Aperfect analogy of pharmacy today is heard in the plea of Oliver Twist's "Can I have a little more?"
A pharmacist is a professional. A pharmacist owner of a pharmacy is a retail merchant. You buy a product (average inventory of $250,000) and sell it at a profit. Unlike with doctors, lawyers, and accountants, nobody (with rare exceptions) pays you two cents for your professional expertise. You are dealing with the most profitable commodity known and your share is zilch.
Wake up! Nobody can sell legend drugs except a licensed pharmacist. It amounts to a virtual monopoly. Why not take advantage of it?
Mort Leitner, R.Ph.
Desiccants discombobulate Jim Plagakis' April 4 article on desiccants was great. Here's one more on the same subject.
A customer called us two days after getting her Rx filled for Lipitor. There was a desiccant inside with the written warning "DO NOT EAT." The customer asked us when should she eat-she has remained hungry for two days! Go figure...
Prashant Patel, R.Ph.firstname.lastname@example.org
Remember patients' rights My jaw dropped when I read your April 4 article, "Pharmacist faces discipline for refusal to transfer script."

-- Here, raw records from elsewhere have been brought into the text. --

//! Task manager: an ordered list of turn points over the waypoint store

use std::sync::Arc;

use parking_lot::RwLock;
use serde::Serialize;
use tracing::{debug, info};

use super::store::{DataStore, Record, field_f64};

/// Distance in degrees within which a turn point counts as reached
const REACHED_RADIUS_DEG: f64 = 0.005;

/// Maximum turn points in the default task
const DEFAULT_TASK_POINTS: usize = 3;

#[derive(Debug, Clone, PartialEq, Serialize)]
pub struct Waypoint {
    pub name: String,
    pub latitude: f64,
    pub longitude: f64,
    pub altitude: Option<f64>,
}

impl Waypoint {
    /// Parse a `name,latitude,longitude[,altitude]` record
    pub fn from_record(record: &Record) -> Option<Self> {
        Some(Self {
            name: record.first()?.clone(),
            latitude: field_f64(record, 1)?,
            longitude: field_f64(record, 2)?,
            altitude: field_f64(record, 3),
        })
    }

    fn reached(&self, latitude: f64, longitude: f64) -> bool {
        (self.latitude - latitude).hypot(self.longitude - longitude) <= REACHED_RADIUS_DEG
    }
}

#[derive(Debug, Clone, Copy, PartialEq, Eq, Serialize)]
#[serde(rename_all = "kebab-case")]
pub enum TaskMode {
    Ordered,
    /// Heading for home instead of the task
    Abort,
}

#[derive(Debug)]
struct TaskState {
    home: Option<Waypoint>,
    points: Vec<Waypoint>,
    active: usize,
    mode: TaskMode,
}

impl Default for TaskState {
    fn default() -> Self {
        Self {
            home: None,
            points: Vec::new(),
            active: 0,
            mode: TaskMode::Ordered,
        }
    }
}

#[derive(Debug)]
pub struct TaskManager {
    waypoints: Arc<DataStore>,
    state: RwLock<TaskState>,
}

impl TaskManager {
    pub fn new(waypoints: Arc<DataStore>) -> Self {
        debug!("TaskManager::new: called");
        Self {
            waypoints,
            state: RwLock::new(TaskState::default()),
        }
    }

    /// Clear the task and home
    pub fn reset(&self) {
        debug!("TaskManager::reset: called");
        *self.state.write() = TaskState::default();
    }

    /// Set home to the first waypoint and build a task from the ones after it
    ///
    /// Returns the number of turn points.
    pub fn load_default(&self) -> usize {
        let waypoints: Vec<Waypoint> = self.waypoints.records().iter().filter_map(Waypoint::from_record).collect();
        let mut state = self.state.write();
        state.home = waypoints.first().cloned();
        state.points = waypoints.into_iter().skip(1).take(DEFAULT_TASK_POINTS).collect();
        state.active = 0;
        info!(
            home = state.home.as_ref().map(|h| h.name.as_str()),
            points = state.points.len(),
            "Default task loaded"
        );
        state.points.len()
    }

    pub fn home(&self) -> Option<Waypoint> {
        self.state.read().home.clone()
    }

    pub fn points(&self) -> Vec<Waypoint> {
        self.state.read().points.clone()
    }

    pub fn mode(&self) -> TaskMode {
        self.state.read().mode
    }

    /// Point currently flown to: home when aborted, else the active turn point
    pub fn target(&self) -> Option<Waypoint> {
        let state = self.state.read();
        match state.mode {
            TaskMode::Abort => state.home.clone(),
            TaskMode::Ordered => state.points.get(state.active).cloned(),
        }
    }

    /// Advance past the active turn point once it is reached
    pub fn update_position(&self, latitude: f64, longitude: f64) -> bool {
        let mut state = self.state.write();
        if state.mode != TaskMode::Ordered {
            return false;
        }
        let active = state.active;
        match state.points.get(active) {
            Some(wp) if wp.reached(latitude, longitude) => {
                info!(waypoint = %wp.name, "Turn point reached");
                state.active += 1;
                true
            }
            _ => false,
        }
    }

    pub fn abort(&self) {
        info!("Task aborted");
        self.state.write().mode = TaskMode::Abort;
    }

    /// Leave abort mode and continue the ordered task
    pub fn resume(&self) {
        debug!("TaskManager::resume: called");
        self.state.write().mode = TaskMode::Ordered;
    }
}

#[cfg(test)]
mod tests {
    use super::*;
    use crate::collab::store::StoreKind;
    use std::fs;
    use tempfile::TempDir;

    fn manager(content: &str) -> (TempDir, TaskManager) {
        let dir = TempDir::new().unwrap();
        let path = dir.path().join("w.csv");
        fs::write(&path, content).unwrap();
        let store = Arc::new(DataStore::new(StoreKind::Waypoints, path));
        store.load().unwrap();
        (dir, TaskManager::new(store))
    }

    #[test]
    fn test_waypoint_from_record() {
        let wp = Waypoint::from_record(&vec!["Home".into(), "1.5".into(), "2.5".into()]).unwrap();
        assert_eq!(wp.name, "Home");
        assert_eq!(wp.altitude, None);
        assert!(Waypoint::from_record(&vec!["bad".into(), "x".into()]).is_none());
    }

    #[test]
    fn test_load_default_task() {
        let (_dir, tm) = manager("Home,0,0,100\nA,0,1\nB,1,1\nC,1,0\nD,2,2\n");
        assert_eq!(tm.load_default(), 3);
        assert_eq!(tm.home().unwrap().name, "Home");
        assert_eq!(tm.target().unwrap().name, "A");

        tm.reset();
        assert!(tm.home().is_none());
        assert!(tm.target().is_none());
    }

    #[test]
    fn test_advance_and_abort() {
        let (_dir, tm) = manager("Home,0,0\nA,0,1\nB,1,1\n");
        tm.load_default();

        assert!(!tm.update_position(0.5, 0.5));
        assert!(tm.update_position(0.0, 1.001));
        assert_eq!(tm.target().unwrap().name, "B");

        tm.abort();
        assert_eq!(tm.mode(), TaskMode::Abort);
        assert_eq!(tm.target().unwrap().name, "Home");
        assert!(!tm.update_position(1.0, 1.0));

        tm.resume();
        assert_eq!(tm.target().unwrap().name, "B");
    }
}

I am in complete agreement with the Wisconsin legislators: This pharmacist got off easy. In my opinion, his license should be suspended indefinitely, and, if I had my way, those supporting his actions would also have their licenses suspended. As a profession, we need to take a stand on this issue now, because if we don't, where will it end? Will pharmacists be permitted to refuse to fill prescriptions based on race? On sexual preference? Or maybe because they just don't like the patient? The line needs to be drawn.
As human beings, we all have the God-given right to our own personal beliefs, but at the same time we do NOT have the right to force our personal beliefs and values on someone who may not share those beliefs. It seems that, in this situation, the pharmacist, as well as his supporters, forgot that the patient also has rights. She had the right to have that prescription filled, and the pharmacist had the duty either to fill the prescription or see that it was filled by someone who respects this right.
It says right in the APhA Code of Ethics, "A pharmacist respects the autonomy and the dignity of each patient." It goes on to say, "A pharmacist respects personal and cultural differences among patients." In this case, the patient's right to the prescription was completely ignored.
So I say to all of you pharmacists out there, it's great to support our rights, and please continue to do so-but not at the expense of our patients. Let us never forget that our main purpose is to serve our patients, not ourselves.
Women driving up wages? I could not agree more with Jim Plagakis regarding his thoughts on women in pharmacy (March 21). I'm a manager at an independent pharmacy, and we have two locations in which we employ five pharmacists-one a woman. She is a terrific pharmacist and does her job as well as I do, if not better. However, she works only two to three days a week because she has two small children. I don't blame her for this, but how do you justify graduating from pharmacy school with over $100,000 in debt and then working limited hours or not at all?